**AIM OF THE TASK:**
Up to and including the line with "fn ensure_dir(&self) ->", copy the records below exactly from their first line.

**DATA PROVIDED:**
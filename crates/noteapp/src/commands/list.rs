use crate::commands::CmdResult;
use crate::dao::NoteDao;
use crate::index::index_notes;
use crate::store::NoteStore;

pub fn run<D: NoteDao>(store: &NoteStore<D>) -> CmdResult {
    CmdResult::default().with_listed_notes(index_notes(store.list()))
}
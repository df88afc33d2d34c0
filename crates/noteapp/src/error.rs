use thiserror::Error;
use uuid::Uuid;

#[derive(Error, Debug)]
pub enum NoteError {
    #[error("Note not found: {0}")]
    NoteNotFound(Uuid),

    #[error("IO error: {0}")]
    Io(#[from] std::io::Error),

    #[error("Serialization error: {0}")]
    Serialization(#[from] serde_json::Error),

    #[error("Store error: {0}")]
    Store(String),

    #[error("Config error: {0}")]
    Config(String),
}

pub type Result<T> = std::result::Result<T, NoteError>;
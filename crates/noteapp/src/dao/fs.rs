use super::{upsert_row, NoteDao};
use crate::error::{NoteError, Result};
use crate::model::Note;
use std::fs;
use std::path::{Path, PathBuf};
use tracing::debug;
use uuid::Uuid;

pub const NOTES_FILENAME: &str = "notes.json";

/// Keeps the note table as a JSON array in `<root>/notes.json`.
///
/// Every call re-reads the file, so the file is the only state.
#[derive(Debug, Clone)]
pub struct JsonFileDao {
    root: PathBuf,
}

impl JsonFileDao {
    pub fn new(root: impl Into<PathBuf>) -> Self {
        Self { root: root.into() }
    }

    pub fn root(&self) -> &Path {
        &self.root
    }

    pub fn notes_path(&self) -> PathBuf {
        self.root.join(NOTES_FILENAME)
    }

    fn ensure_dir(&self) -> Result<()> {
        if !self.root.exists() {
            fs::create_dir_all(&self.root).map_err(NoteError::Io)?;
        }
        Ok(())
    }

    fn load_rows(&self) -> Result<Vec<Note>> {
        let path = self.notes_path();
        if !path.exists() {
            return Ok(Vec::new());
        }
        let content = fs::read_to_string(&path).map_err(NoteError::Io)?;
        if content.trim().is_empty() {
            return Ok(Vec::new());
        }
        let rows: Vec<Note> = serde_json::from_str(&content).map_err(NoteError::Serialization)?;
        Ok(rows)
    }

    fn save_rows(&self, rows: &[Note]) -> Result<()> {
        self.ensure_dir()?;

        let content = serde_json::to_string_pretty(rows).map_err(NoteError::Serialization)?;

        // Write then rename, readers only ever see a whole table
        let tmp_file = self.root.join(format!(".notes-{}.tmp", Uuid::new_v4()));
        fs::write(&tmp_file, content).map_err(NoteError::Io)?;
        if let Err(e) = fs::rename(&tmp_file, self.notes_path()) {
            let _ = fs::remove_file(&tmp_file);
            return Err(NoteError::Io(e));
        }

        debug!(rows = rows.len(), path = %self.notes_path().display(), "saved note table");
        Ok(())
    }
}

impl NoteDao for JsonFileDao {
    fn get_all(&self) -> Result<Vec<Note>> {
        self.load_rows()
    }

    fn get_by_id(&self, id: &Uuid) -> Result<Note> {
        self.load_rows()?
            .into_iter()
            .find(|row| &row.id == id)
            .ok_or(NoteError::NoteNotFound(*id))
    }

    fn insert(&mut self, note: &Note) -> Result<()> {
        let mut rows = self.load_rows()?;
        upsert_row(&mut rows, note);
        self.save_rows(&rows)
    }

    fn update(&mut self, note: &Note) -> Result<()> {
        self.insert(note)
    }

    fn delete_all(&mut self) -> Result<()> {
        self.save_rows(&[])
    }

    fn delete_one(&mut self, note: &Note) -> Result<()> {
        let mut rows = self.load_rows()?;
        let before = rows.len();
        rows.retain(|row| row.id != note.id);
        if rows.len() == before {
            return Ok(());
        }
        self.save_rows(&rows)
    }
}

**OUTPUT FOR THIS TASK:**
filename crates/noteapp/src/commands/list.rs
use crate::commands::CmdResult;
use crate::dao::NoteDao;
use crate::index::index_notes;
use crate::store::NoteStore;

pub fn run<D: NoteDao>(store: &NoteStore<D>) -> CmdResult {
    CmdResult::default().with_listed_notes(index_notes(store.list()))
}
repository df88afc33d2d34c0
filename crates/noteapp/src/error.rs
use thiserror::Error;
use uuid::Uuid;

#[derive(Error, Debug)]
pub enum NoteError {
    #[error("Note not found: {0}")]
    NoteNotFound(Uuid),

    #[error("IO error: {0}")]
    Io(#[from] std::io::Error),

    #[error("Serialization error: {0}")]
    Serialization(#[from] serde_json::Error),

    #[error("Store error: {0}")]
    Store(String),

    #[error("Config error: {0}")]
    Config(String),
}

pub type Result<T> = std::result::Result<T, NoteError>;
filename crates/noteapp/src/dao/fs.rs
use super::{upsert_row, NoteDao};
use crate::error::{NoteError, Result};
use crate::model::Note;
use std::fs;
use std::path::{Path, PathBuf};
use tracing::debug;
use uuid::Uuid;

pub const NOTES_FILENAME: &str = "notes.json";

/// Keeps the note table as a JSON array in `<root>/notes.json`.
///
/// Every call re-reads the file, so the file is the only state.
#[derive(Debug, Clone)]
pub struct JsonFileDao {
    root: PathBuf,
}

impl JsonFileDao {
    pub fn new(root: impl Into<PathBuf>) -> Self {
        Self { root: root.into() }
    }

    pub fn root(&self) -> &Path {
        &self.root
    }

    pub fn notes_path(&self) -> PathBuf {
        self.root.join(NOTES_FILENAME)
    }

    fn ensure_dir(&self) -> Result<()> {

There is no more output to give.